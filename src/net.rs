// Copyright 2026 Google LLC
//
// Licensed under the Apache License, Version 2.0 (the "License");
// you may not use this file except in compliance with the License.
// You may obtain a copy of the License at
//
//     http://www.apache.org/licenses/LICENSE-2.0
//
// Unless required by applicable law or agreed to in writing, software
// distributed under the License is distributed on an "AS IS" BASIS,
// WITHOUT WARRANTIES OR CONDITIONS OF ANY KIND, either express or implied.
// See the License for the specific language governing permissions and
// limitations under the License.
//! Client address resolution.
//!
//! The direct peer of the proxy is carried as a [`RemoteAddr`] request
//! extension; proxies in front of it are listed in `X-Forwarded-For`.

use http::Request;
use std::net::{IpAddr, SocketAddr};

const X_FORWARDED_FOR: &str = "x-forwarded-for";

/// Address of the connection's peer, attached to the request by the host.
#[derive(Debug, Clone, Copy, PartialEq, Eq)]
pub struct RemoteAddr(pub SocketAddr);

/// Returns the first `X-Forwarded-For` entry, falling back to the peer
/// address when the header is absent or its first entry is not an IP.
pub fn remote_host<B>(req: &Request<B>) -> Option<IpAddr> {
    forwarded_for(req)
        .and_then(|chain| chain.split(|&b| b == b',').next())
        .and_then(parse_ip)
        .or_else(|| peer(req))
}

/// Like [`remote_host`] but takes the last `X-Forwarded-For` entry, the one
/// appended by the closest proxy.
pub fn remote_host_from_last<B>(req: &Request<B>) -> Option<IpAddr> {
    forwarded_for(req)
        .and_then(|chain| chain.rsplit(|&b| b == b',').next())
        .and_then(parse_ip)
        .or_else(|| peer(req))
}

// Raw bytes: a non-ASCII byte in one entry must not hide the others.
// A repeated header is read like the gateway's Header.Get, first one only.
fn forwarded_for<B>(req: &Request<B>) -> Option<&[u8]> {
    req.headers().get(X_FORWARDED_FOR).map(|v| v.as_bytes())
}

fn peer<B>(req: &Request<B>) -> Option<IpAddr> {
    req.extensions().get::<RemoteAddr>().map(|addr| addr.0.ip())
}

fn parse_ip(entry: &[u8]) -> Option<IpAddr> {
    std::str::from_utf8(entry).ok()?.trim().parse().ok()
}

#[cfg(test)]
mod tests {
    use super::*;
    use http::HeaderValue;

    fn request(forwarded: Option<&str>, peer: Option<&str>) -> Request<()> {
        let mut builder = Request::builder().uri("/");
        if let Some(chain) = forwarded {
            builder = builder.header("X-Forwarded-For", chain);
        }
        if let Some(addr) = peer {
            builder = builder.extension(RemoteAddr(addr.parse().unwrap()));
        }
        builder.body(()).unwrap()
    }

    fn ip(s: &str) -> Option<IpAddr> {
        Some(s.parse().unwrap())
    }

    #[test]
    fn test_peer_only() {
        let req = request(None, Some("4.4.4.4:51234"));
        assert_eq!(remote_host(&req), ip("4.4.4.4"));
        assert_eq!(remote_host_from_last(&req), ip("4.4.4.4"));
    }

    #[test]
    fn test_forwarded_chain() {
        let req = request(Some("1.1.1.1, 2.2.2.2, 3.3.3.3"), Some("4.4.4.4:443"));
        assert_eq!(remote_host(&req), ip("1.1.1.1"));
        assert_eq!(remote_host_from_last(&req), ip("3.3.3.3"));
    }

    #[test]
    fn test_single_entry_chain() {
        let req = request(Some(" 2001:db8::1 "), None);
        assert_eq!(remote_host(&req), ip("2001:db8::1"));
        assert_eq!(remote_host_from_last(&req), ip("2001:db8::1"));
    }

    #[test]
    fn test_invalid_entry_falls_back_to_peer() {
        let req = request(Some("unknown, 2.2.2.2, garbage"), Some("[2001:db8::2]:8080"));
        assert_eq!(remote_host(&req), ip("2001:db8::2"));
        assert_eq!(remote_host_from_last(&req), ip("2001:db8::2"));
    }

    #[test]
    fn test_non_ascii_entry_does_not_hide_chain() {
        let req = Request::builder()
            .header(
                "X-Forwarded-For",
                HeaderValue::from_bytes(b"1.1.1.1, proxy-\xf1, 3.3.3.3").unwrap(),
            )
            .extension(RemoteAddr("4.4.4.4:443".parse().unwrap()))
            .body(())
            .unwrap();
        assert_eq!(remote_host(&req), ip("1.1.1.1"));
        assert_eq!(remote_host_from_last(&req), ip("3.3.3.3"));

        let mut req = request(None, Some("4.4.4.4:443"));
        req.headers_mut().insert(
            "x-forwarded-for",
            HeaderValue::from_bytes(b"caf\xe9, 2.2.2.2").unwrap(),
        );
        assert_eq!(remote_host(&req), ip("4.4.4.4"));
        assert_eq!(remote_host_from_last(&req), ip("2.2.2.2"));
    }

    #[test]
    fn test_repeated_header_uses_first() {
        let mut req = request(Some("1.1.1.1"), None);
        req.headers_mut()
            .append("x-forwarded-for", HeaderValue::from_static("3.3.3.3"));
        assert_eq!(remote_host(&req), ip("1.1.1.1"));
        assert_eq!(remote_host_from_last(&req), ip("1.1.1.1"));
    }

    #[test]
    fn test_no_address() {
        let req = request(None, None);
        assert_eq!(remote_host(&req), None);
        assert_eq!(remote_host_from_last(&req), None);

        let req = request(Some("garbage"), None);
        assert_eq!(remote_host(&req), None);
    }
}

============================================================

What to do :: Pick out each line above that includes "garbage" and show it.

The answer ::
        let req = request(Some("unknown, 2.2.2.2, garbage"), Some("[2001:db8::2]:8080"));
        let req = request(Some("garbage"), None);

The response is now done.